DATA RECORDS below:

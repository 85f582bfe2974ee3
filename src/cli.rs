//! Command-line interface argument parsing.
//!
//! This module defines the CLI structure using gumdrop. Every option except
//! `--config` overrides the corresponding configuration value.

use crate::output::OutputKind;
use crate::readout::DisplayMode;
use crate::sensors::SensorKind;
use gumdrop::Options;
use std::path::PathBuf;

/// sensor-readout: show live readings from a motion or orientation sensor
#[derive(Debug, Options)]
pub struct Cli {
    #[options(help = "print help message")]
    pub help: bool,

    #[options(help = "print version and exit")]
    pub version: bool,

    #[options(help = "path to configuration file", meta = "PATH")]
    pub config: Option<PathBuf>,

    #[options(help = "log level: trace, debug, info, warn, error", meta = "LEVEL")]
    pub log_level: Option<String>,

    #[options(help = "display mode: snapshot or accumulate", meta = "MODE")]
    pub mode: Option<DisplayMode>,

    #[options(help = "sensor type: gyroscope or relative-orientation", meta = "KIND")]
    pub sensor: Option<SensorKind>,

    #[options(help = "output surface: auto, terminal or plain", meta = "OUTPUT")]
    pub output: Option<OutputKind>,

    #[options(help = "sampling frequency in Hz", meta = "HZ")]
    pub frequency: Option<f64>,

    #[options(no_short, help = "emit logs as JSON")]
    pub json_logs: bool,

    #[options(no_short, help = "print the effective configuration and exit")]
    pub dump_config: bool,
}

impl Cli {
    /// Parse command-line arguments, exiting on `--help` or a parse error
    pub fn parse_args() -> Self {
        Self::parse_args_default_or_exit()
    }
}
//! Sensor capability consumed by the readout.
//!
//! A sensor is constructed for a fixed kind, started once, and then delivers
//! `SensorEvent`s on a single channel until it is dropped.

use crate::error::SensorError;
use chrono::{DateTime, Utc};
use serde::{Deserialize, Serialize};
use std::fmt;
use std::path::PathBuf;
use std::str::FromStr;
use std::time::Duration;
use tokio::sync::mpsc::UnboundedReceiver;

pub mod replay;
pub mod simulated;

/// Sampling frequency used when none is configured
pub const DEFAULT_FREQUENCY_HZ: f64 = 60.0;

/// Sensor types the readout can be built for
#[derive(Debug, Clone, Copy, PartialEq, Eq, Serialize, Deserialize)]
#[serde(rename_all = "kebab-case")]
pub enum SensorKind {
    /// Angular rate around the X, Y and Z axes
    Gyroscope,
    /// Device orientation relative to a stationary frame, as a quaternion
    RelativeOrientation,
}

impl fmt::Display for SensorKind {
    fn fmt(&self, f: &mut fmt::Formatter<'_>) -> fmt::Result {
        match self {
            SensorKind::Gyroscope => f.write_str("gyroscope"),
            SensorKind::RelativeOrientation => f.write_str("relative-orientation"),
        }
    }
}

impl FromStr for SensorKind {
    type Err = String;

    fn from_str(s: &str) -> Result<Self, Self::Err> {
        match s.to_ascii_lowercase().as_str() {
            "gyroscope" | "gyro" => Ok(SensorKind::Gyroscope),
            "relative-orientation" | "relative_orientation" | "orientation" => {
                Ok(SensorKind::RelativeOrientation)
            }
            other => Err(format!("unknown sensor kind '{}'", other)),
        }
    }
}

/// Coordinate frame readings are expressed in
#[derive(Debug, Clone, Copy, PartialEq, Eq, Serialize, Deserialize)]
#[serde(rename_all = "lowercase")]
pub enum ReferenceFrame {
    Device,
    Screen,
}

/// Options handed to the device untouched
#[derive(Debug, Clone, Copy, Default, PartialEq)]
pub struct SensorOptions {
    pub frequency: Option<f64>,
    pub reference_frame: Option<ReferenceFrame>,
}

impl SensorOptions {
    /// Interval between readings, rejecting frequencies the device can't honour
    pub fn sample_period(&self) -> Result<Duration, SensorError> {
        let hz = self.frequency.unwrap_or(DEFAULT_FREQUENCY_HZ);
        let unsupported = || SensorError::NotSupported(format!("sampling frequency {} Hz", hz));
        if !hz.is_finite() || hz <= 0.0 {
            return Err(unsupported());
        }
        // Periods too long for a Duration or shorter than a nanosecond
        match Duration::try_from_secs_f64(1.0 / hz) {
            Ok(period) if !period.is_zero() => Ok(period),
            _ => Err(unsupported()),
        }
    }
}

/// Backing device selection
#[derive(Debug, Clone, PartialEq, Serialize, Deserialize)]
#[serde(tag = "type", rename_all = "snake_case")]
pub enum DeviceConfig {
    Simulated {
        #[serde(default = "default_true")]
        available: bool,
    },
    Replay {
        path: PathBuf,
    },
}

impl Default for DeviceConfig {
    fn default() -> Self {
        DeviceConfig::Simulated { available: true }
    }
}

fn default_true() -> bool {
    true
}

/// Sensor section of the application configuration
#[derive(Debug, Clone, PartialEq, Serialize, Deserialize)]
pub struct SensorConfig {
    #[serde(default = "default_kind")]
    pub kind: SensorKind,
    #[serde(default, skip_serializing_if = "Option::is_none")]
    pub frequency: Option<f64>,
    #[serde(default, skip_serializing_if = "Option::is_none")]
    pub reference_frame: Option<ReferenceFrame>,
    #[serde(default)]
    pub device: DeviceConfig,
}

fn default_kind() -> SensorKind {
    SensorKind::Gyroscope
}

impl Default for SensorConfig {
    fn default() -> Self {
        Self {
            kind: default_kind(),
            frequency: None,
            reference_frame: None,
            device: DeviceConfig::default(),
        }
    }
}

impl SensorConfig {
    pub fn options(&self) -> SensorOptions {
        SensorOptions {
            frequency: self.frequency,
            reference_frame: self.reference_frame,
        }
    }
}

/// One angular-rate style reading. Axes the device leaves undefined are `None`.
#[derive(Debug, Clone, Copy, PartialEq)]
pub struct AxisReading {
    pub x: Option<f64>,
    pub y: Option<f64>,
    pub z: Option<f64>,
    pub timestamp: DateTime<Utc>,
}

impl AxisReading {
    pub fn new(x: f64, y: f64, z: f64) -> Self {
        Self {
            x: Some(x),
            y: Some(y),
            z: Some(z),
            timestamp: Utc::now(),
        }
    }
}

/// One orientation reading as an `[x, y, z, w]` quaternion
#[derive(Debug, Clone, Copy, PartialEq)]
pub struct OrientationReading {
    pub quaternion: [f64; 4],
    pub timestamp: DateTime<Utc>,
}

#[derive(Debug, Clone, Copy, PartialEq)]
pub enum Reading {
    Axes(AxisReading),
    Orientation(OrientationReading),
}

impl Reading {
    pub fn timestamp(&self) -> DateTime<Utc> {
        match self {
            Reading::Axes(r) => r.timestamp,
            Reading::Orientation(r) => r.timestamp,
        }
    }
}

/// Notifications delivered by a started sensor
#[derive(Debug, Clone, PartialEq)]
pub enum SensorEvent {
    Reading(Reading),
    Error(SensorError),
}

/// A platform sensor handle
#[cfg_attr(test, mockall::automock)]
pub trait Sensor: Send {
    fn kind(&self) -> SensorKind;

    /// Human-readable description for titles and logs
    fn info(&self) -> String;

    /// Ask the device to begin producing readings
    fn start(&mut self) -> Result<(), SensorError>;

    /// Take the event receiver. Only the first call returns `Some`.
    fn subscribe(&mut self) -> Option<UnboundedReceiver<SensorEvent>>;

    /// Stop producing readings
    fn stop(&mut self);
}

/// Construct the sensor handle described by `config`
pub fn create(config: &SensorConfig) -> Box<dyn Sensor> {
    let options = config.options();
    tracing::debug!(kind = %config.kind, ?options, "Creating sensor handle");

    match &config.device {
        DeviceConfig::Simulated { available } => Box::new(
            simulated::SimulatedSensor::new(config.kind, options).with_available(*available),
        ),
        DeviceConfig::Replay { path } => {
            Box::new(replay::ReplaySensor::new(config.kind, options, path.clone()))
        }
    }
}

End of DATA RECORDS.

→ GOAL OF THE EXERCISE
In the entries above, find each line with "help" and list it.

→ RESPONSE TO THIS TASK
    #[options(help = "print help message")]
    pub help: bool,
    #[options(help = "print version and exit")]
    #[options(help = "path to configuration file", meta = "PATH")]
    #[options(help = "log level: trace, debug, info, warn, error", meta = "LEVEL")]
    #[options(help = "display mode: snapshot or accumulate", meta = "MODE")]
    #[options(help = "sensor type: gyroscope or relative-orientation", meta = "KIND")]
    #[options(help = "output surface: auto, terminal or plain", meta = "OUTPUT")]
    #[options(help = "sampling frequency in Hz", meta = "HZ")]
    #[options(no_short, help = "emit logs as JSON")]
    #[options(no_short, help = "print the effective configuration and exit")]
    /// Parse command-line arguments, exiting on `--help` or a parse error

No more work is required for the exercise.